▶ Activity:
Scan the following material for the string "Identity" and copy each line in which it appears.
==========
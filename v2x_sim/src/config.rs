//! TOML run configuration for the CLI.
//!
//! ```toml
//! [index]
//! version = "v2.0"
//! scene_start = 0
//! scene_end = 4
//! agent_start = 1
//! agent_end = 6
//!
//! [selection]
//! method = "closest_k"
//! options = { k = 4 }
//!
//! [sim]
//! seed = 7
//! frames_per_scene = 40
//! ```
//!
//! Every section and key is optional.

use crate::error::{Result, SimError};
use crate::world::SimConfig;

use serde::{Deserialize, Serialize};
use serde_json::{Map, Value};
use std::path::Path;
use v2x_core::{IndexConfig, SelectionMethod, SelectionStrategy};

/// Selection method plus its open option bag.
#[derive(Debug, Clone, PartialEq, Serialize, Deserialize)]
#[serde(default)]
pub struct SelectionConfig {
    pub method: SelectionMethod,
    pub options: Map<String, Value>,
}

impl Default for SelectionConfig {
    fn default() -> Self {
        Self {
            method: SelectionMethod::Identity,
            options: Map::new(),
        }
    }
}

impl SelectionConfig {
    /// Builds the strategy from the method and options.
    pub fn strategy(&self) -> Result<SelectionStrategy> {
        Ok(SelectionStrategy::from_options(self.method, &self.options)?)
    }
}

#[derive(Debug, Clone, Default, PartialEq, Serialize, Deserialize)]
#[serde(default)]
pub struct RunConfig {
    pub index: IndexConfig,
    pub selection: SelectionConfig,
    pub sim: SimConfig,
}

impl RunConfig {
    /// Parses a TOML document.
    pub fn from_toml(text: &str, origin: &str) -> Result<Self> {
        toml::from_str(text).map_err(|source| SimError::Toml {
            path: origin.to_string(),
            source,
        })
    }

    /// Reads and parses a TOML file.
    pub fn load(path: impl AsRef<Path>) -> Result<Self> {
        let path = path.as_ref();
        let text = std::fs::read_to_string(path).map_err(|source| SimError::Io {
            path: path.display().to_string(),
            source,
        })?;
        Self::from_toml(&text, &path.display().to_string())
    }
}

#[cfg(test)]
mod tests {
    use super::*;
    use v2x_core::CoreError;

    #[test]
    fn test_empty_document_is_default() {
        let config = RunConfig::from_toml("", "inline").unwrap();
        assert_eq!(config, RunConfig::default());
        assert!(matches!(config.selection.strategy().unwrap(), SelectionStrategy::Identity));
    }

    #[test]
    fn test_sections_override_defaults() {
        let text = r#"
            [index]
            scene_end = 4
            agent_start = 1

            [index.layout]
            position_dir = "gps"

            [selection]
            method = "velocity"
            options = { K = 2, note = "ignored" }

            [sim]
            seed = 7
        "#;
        let config = RunConfig::from_toml(text, "inline").unwrap();

        assert_eq!(config.index.scene_range(), 0..4);
        assert_eq!(config.index.agent_range(), 1..6);
        assert_eq!(config.index.layout.position_dir, "gps");
        assert_eq!(config.index.layout.inertial_dir, "imu");
        assert_eq!(config.sim.seed, 7);
        assert_eq!(config.sim.frame_interval_us, 200_000);

        match config.selection.strategy().unwrap() {
            SelectionStrategy::VelocityBased(opts) => assert_eq!(opts.k, 2),
            other => panic!("unexpected strategy {other:?}"),
        }
    }

    #[test]
    fn test_bad_documents() {
        assert!(matches!(
            RunConfig::from_toml("[selection]\nmethod = \"random\"", "inline"),
            Err(SimError::Toml { .. })
        ));

        let config = RunConfig::from_toml("[selection]\nmethod = \"closest_k\"\noptions = { k = \"three\" }", "inline").unwrap();
        assert!(matches!(
            config.selection.strategy(),
            Err(SimError::Core(CoreError::InvalidArgument(_)))
        ));

        assert!(matches!(RunConfig::load("/nonexistent/run.toml"), Err(SimError::Io { .. })));
    }
}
==========
▶ Output:
            method: SelectionMethod::Identity,
        assert!(matches!(config.selection.strategy().unwrap(), SelectionStrategy::Identity));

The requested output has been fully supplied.